1. Clone the repository: git clone github.com/inigohidalgo/madrid-election-nlp
  2. Navigate into it: cd madrid-election-nlp
  3. Install the requirements: pip install -r requirements.txt

In order to carry out your own sentiment analysis, we have provided the code to gather tweets on a new hashtag. In the script twitter_import.py you need to fill in your twitter developer credentials in order to be able to download new tweets. Alternatively, we have provided the #debateTelemadrid tweets in the repository. Running python twitter_import.py <search_term> in the command-line will start the download of tweets. The script automatically adds a hashtag to the beginning of the term, and will begin streaming the tweets and will store them in data/#search_term.json

You can then start running the notebook. We have provided the training dataset but have also made available the trained model’s weights on our google drive (GitHub only allows files up to 100MB). You can find it here. Download the file and place it in the folder called saved_model alongside the file config.json. This can be imported through the notebook which will allow you to directly make predictions without having to re-train the model.

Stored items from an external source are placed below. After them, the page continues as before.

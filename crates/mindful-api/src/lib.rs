//! Mindful API crate - axum HTTP boundary for the presentation layer.
//!
//! Exposes session state (page, reminders, contacts, medical profile) and
//! diary reflection, typed or recorded, as a local JSON API.

pub mod error;
pub mod handlers;
pub mod rate_limit;
pub mod routes;
pub mod state;

pub use error::ApiError;
pub use routes::{create_router, start_server};
pub use state::{AppState, SessionRegistry};
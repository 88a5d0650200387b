use chrono::{DateTime, Utc};
use serde::Serialize;
use uuid::Uuid;

use mindful_core::types::{Contact, MedicalProfile, Page, Reminder};

use crate::collection::Collection;
use crate::navigator::Navigator;
use crate::profile::ProfileStore;

/// All state belonging to one user session.
///
/// Created when the session starts and dropped when it ends; there is no
/// other copy anywhere.
#[derive(Debug, Clone)]
pub struct SessionStore {
    id: Uuid,
    created_at: DateTime<Utc>,
    pub navigator: Navigator,
    pub reminders: Collection<Reminder>,
    pub contacts: Collection<Contact>,
    pub profile: ProfileStore,
}

impl Default for SessionStore {
    fn default() -> Self {
        Self::new()
    }
}

impl SessionStore {
    pub fn new() -> Self {
        let store = Self {
            id: Uuid::new_v4(),
            created_at: Utc::now(),
            navigator: Navigator::new(),
            reminders: Collection::new(),
            contacts: Collection::new(),
            profile: ProfileStore::new(),
        };
        tracing::debug!(session_id = %store.id, "Session started");
        store
    }

    pub fn id(&self) -> Uuid {
        self.id
    }

    pub fn created_at(&self) -> DateTime<Utc> {
        self.created_at
    }

    /// Everything the presentation layer needs to draw the session.
    pub fn snapshot(&self) -> SessionSnapshot {
        SessionSnapshot {
            id: self.id,
            created_at: self.created_at,
            page: self.navigator.current(),
            reminders: self.reminders.list().to_vec(),
            contacts: self.contacts.list().to_vec(),
            profile: self.profile.get().clone(),
        }
    }
}

/// Point-in-time copy of a session.
#[derive(Debug, Clone, PartialEq, Serialize)]
pub struct SessionSnapshot {
    pub id: Uuid,
    pub created_at: DateTime<Utc>,
    pub page: Page,
    pub reminders: Vec<Reminder>,
    pub contacts: Vec<Contact>,
    pub profile: MedicalProfile,
}
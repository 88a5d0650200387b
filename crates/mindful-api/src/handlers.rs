//! Route handler functions for all API endpoints.
//!
//! Session handlers look the session up in the registry, lock it for the
//! duration of the request, and answer with JSON. Diary handlers do not
//! touch session state at all.

use axum::body::Bytes;
use axum::extract::{Path, State};
use axum::http::StatusCode;
use axum::Json;
use chrono::{DateTime, NaiveTime, Utc};
use serde::{Deserialize, Serialize};
use tokio::sync::broadcast;
use uuid::Uuid;

use mindful_core::events::{StatusEvent, StatusLevel};
use mindful_core::types::{Contact, MedicalProfile, Page, Reminder, REMINDER_TIME_FORMAT};
use mindful_sentiment::{reflect, Reflection};
use mindful_session::SessionSnapshot;
use mindful_speech::{text_or_empty, AudioInput};

use crate::error::ApiError;
use crate::state::{AppState, SharedSession};

// =============================================================================
// Request types
// =============================================================================

#[derive(Debug, Deserialize)]
pub struct PageRequest {
    pub page: Page,
}

/// Reminder form. `time` is `HH:MM` or `HH:MM:SS` on a 24-hour clock, or
/// already on a 12-hour clock (`08:00 PM`); it is stored on a 12-hour clock.
#[derive(Debug, Deserialize)]
pub struct ReminderRequest {
    #[serde(default)]
    pub medicine: String,
    #[serde(default)]
    pub dosage: String,
    #[serde(default)]
    pub time: String,
}

#[derive(Debug, Deserialize)]
pub struct ContactRequest {
    #[serde(default)]
    pub name: String,
    #[serde(default)]
    pub number: String,
}

#[derive(Debug, Deserialize)]
pub struct DiaryRequest {
    #[serde(default)]
    pub text: String,
}

// =============================================================================
// Response types
// =============================================================================

#[derive(Debug, Serialize, Deserialize)]
pub struct HealthResponse {
    pub status: String,
    pub version: String,
    pub uptime_secs: u64,
    pub live_sessions: usize,
}

#[derive(Debug, Serialize, Deserialize)]
pub struct SessionCreated {
    pub session_id: Uuid,
    pub created_at: DateTime<Utc>,
}

#[derive(Debug, Serialize, Deserialize)]
pub struct PageResponse {
    pub page: Page,
    pub title: String,
}

impl From<Page> for PageResponse {
    fn from(page: Page) -> Self {
        Self {
            page,
            title: page.title().to_string(),
        }
    }
}

/// Outcome of a form submission. `added` is false when the form was
/// skipped for an empty required field.
#[derive(Debug, Serialize, Deserialize)]
pub struct AddResponse {
    pub added: bool,
    pub count: usize,
}

/// A status notification as shown to the user.
#[derive(Debug, Serialize)]
pub struct StatusNotice {
    #[serde(flatten)]
    pub event: StatusEvent,
    pub level: StatusLevel,
    pub message: String,
}

impl From<StatusEvent> for StatusNotice {
    fn from(event: StatusEvent) -> Self {
        Self {
            level: event.level(),
            message: event.message(),
            event,
        }
    }
}

/// Diary reflection result. `reflection` is null when there was no text.
#[derive(Debug, Serialize)]
pub struct DiaryResponse {
    pub text: String,
    pub reflection: Option<Reflection>,
    pub statuses: Vec<StatusNotice>,
}

// =============================================================================
// Helpers
// =============================================================================

const REMINDER_INPUT_FORMATS: [&str; 3] = ["%H:%M", "%H:%M:%S", REMINDER_TIME_FORMAT];

fn session(state: &AppState, id: Uuid) -> Result<SharedSession, ApiError> {
    state
        .sessions
        .get(id)?
        .ok_or_else(|| ApiError::NotFound(format!("Session {} not found", id)))
}

fn reminder_from(req: ReminderRequest) -> Result<Reminder, ApiError> {
    let ReminderRequest {
        medicine,
        dosage,
        time,
    } = req;
    let parsed = REMINDER_INPUT_FORMATS
        .iter()
        .find_map(|fmt| NaiveTime::parse_from_str(time.trim(), fmt).ok());
    match parsed {
        Some(t) => Ok(Reminder::at(medicine, dosage, t)),
        None => Err(ApiError::BadRequest(format!(
            "Invalid reminder time '{}': expected HH:MM or hh:mm AM/PM",
            time
        ))),
    }
}

// =============================================================================
// Handler functions
// =============================================================================

/// GET /health
pub async fn health(State(state): State<AppState>) -> Result<Json<HealthResponse>, ApiError> {
    Ok(Json(HealthResponse {
        status: "healthy".to_string(),
        version: env!("CARGO_PKG_VERSION").to_string(),
        uptime_secs: state.start_time.elapsed().as_secs(),
        live_sessions: state.sessions.len()?,
    }))
}

/// POST /sessions
pub async fn create_session(
    State(state): State<AppState>,
) -> Result<(StatusCode, Json<SessionCreated>), ApiError> {
    let (session_id, session) = state.sessions.create()?;
    let created_at = session.lock().await.created_at();
    Ok((
        StatusCode::CREATED,
        Json(SessionCreated {
            session_id,
            created_at,
        }),
    ))
}

/// GET /sessions/{id}
pub async fn get_session(
    State(state): State<AppState>,
    Path(id): Path<Uuid>,
) -> Result<Json<SessionSnapshot>, ApiError> {
    let session = session(&state, id)?;
    let store = session.lock().await;
    Ok(Json(store.snapshot()))
}

/// DELETE /sessions/{id}
pub async fn end_session(
    State(state): State<AppState>,
    Path(id): Path<Uuid>,
) -> Result<StatusCode, ApiError> {
    if state.sessions.remove(id)? {
        Ok(StatusCode::NO_CONTENT)
    } else {
        Err(ApiError::NotFound(format!("Session {} not found", id)))
    }
}

/// GET /sessions/{id}/page
pub async fn get_page(
    State(state): State<AppState>,
    Path(id): Path<Uuid>,
) -> Result<Json<PageResponse>, ApiError> {
    let session = session(&state, id)?;
    let page = session.lock().await.navigator.current();
    Ok(Json(page.into()))
}

/// PUT /sessions/{id}/page
pub async fn navigate(
    State(state): State<AppState>,
    Path(id): Path<Uuid>,
    Json(req): Json<PageRequest>,
) -> Result<Json<PageResponse>, ApiError> {
    let session = session(&state, id)?;
    let mut store = session.lock().await;
    store.navigator.navigate(req.page);
    Ok(Json(store.navigator.current().into()))
}

/// GET /sessions/{id}/reminders
pub async fn list_reminders(
    State(state): State<AppState>,
    Path(id): Path<Uuid>,
) -> Result<Json<Vec<Reminder>>, ApiError> {
    let session = session(&state, id)?;
    let store = session.lock().await;
    Ok(Json(store.reminders.list().to_vec()))
}

/// POST /sessions/{id}/reminders
pub async fn add_reminder(
    State(state): State<AppState>,
    Path(id): Path<Uuid>,
    Json(req): Json<ReminderRequest>,
) -> Result<Json<AddResponse>, ApiError> {
    let session = session(&state, id)?;
    let reminder = reminder_from(req)?;
    let mut store = session.lock().await;
    let added = store.reminders.add(reminder);
    Ok(Json(AddResponse {
        added,
        count: store.reminders.len(),
    }))
}

/// GET /sessions/{id}/contacts
pub async fn list_contacts(
    State(state): State<AppState>,
    Path(id): Path<Uuid>,
) -> Result<Json<Vec<Contact>>, ApiError> {
    let session = session(&state, id)?;
    let store = session.lock().await;
    Ok(Json(store.contacts.list().to_vec()))
}

/// POST /sessions/{id}/contacts
pub async fn add_contact(
    State(state): State<AppState>,
    Path(id): Path<Uuid>,
    Json(req): Json<ContactRequest>,
) -> Result<Json<AddResponse>, ApiError> {
    let session = session(&state, id)?;
    let mut store = session.lock().await;
    let added = store.contacts.add(Contact::new(req.name, req.number));
    Ok(Json(AddResponse {
        added,
        count: store.contacts.len(),
    }))
}

/// GET /sessions/{id}/profile
pub async fn get_profile(
    State(state): State<AppState>,
    Path(id): Path<Uuid>,
) -> Result<Json<MedicalProfile>, ApiError> {
    let session = session(&state, id)?;
    let store = session.lock().await;
    Ok(Json(store.profile.get().clone()))
}

/// PUT /sessions/{id}/profile
pub async fn set_profile(
    State(state): State<AppState>,
    Path(id): Path<Uuid>,
    Json(profile): Json<MedicalProfile>,
) -> Result<Json<MedicalProfile>, ApiError> {
    let session = session(&state, id)?;
    let mut store = session.lock().await;
    store.profile.set(profile);
    Ok(Json(store.profile.get().clone()))
}

/// POST /diary
pub async fn diary_text(
    State(state): State<AppState>,
    Json(req): Json<DiaryRequest>,
) -> Json<DiaryResponse> {
    let reflection = reflect(state.classifier.as_ref(), &req.text);
    Json(DiaryResponse {
        text: req.text,
        reflection,
        statuses: Vec::new(),
    })
}

/// POST /diary/audio
///
/// The body is a WAV recording. Capture failures are reported through
/// `statuses` with empty text, not as HTTP errors.
pub async fn diary_audio(State(state): State<AppState>, body: Bytes) -> Json<DiaryResponse> {
    let (tx, mut rx) = broadcast::channel(16);
    let acquisition = state.acquisition.clone().with_status(tx);

    let text = text_or_empty(acquisition.acquire(AudioInput::recording(&body)).await);

    let mut statuses = Vec::new();
    while let Ok(event) = rx.try_recv() {
        statuses.push(StatusNotice::from(event));
    }

    let reflection = reflect(state.classifier.as_ref(), &text);
    Json(DiaryResponse {
        text,
        reflection,
        statuses,
    })
}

If you simply want to perform new sentiment predictions for a new dataset, you should run the following sections:

  1. Setup, making sure the hashtag_analyzed variable is correct (since it is also the filename of the json containing the tweets)
  2. Import and join election tweets
  3. Prepare data for training
  4. Move onto Predictions and run all the way to the cell before the Processing section which will generate a csv with the list of tweets and their predicted sentiment.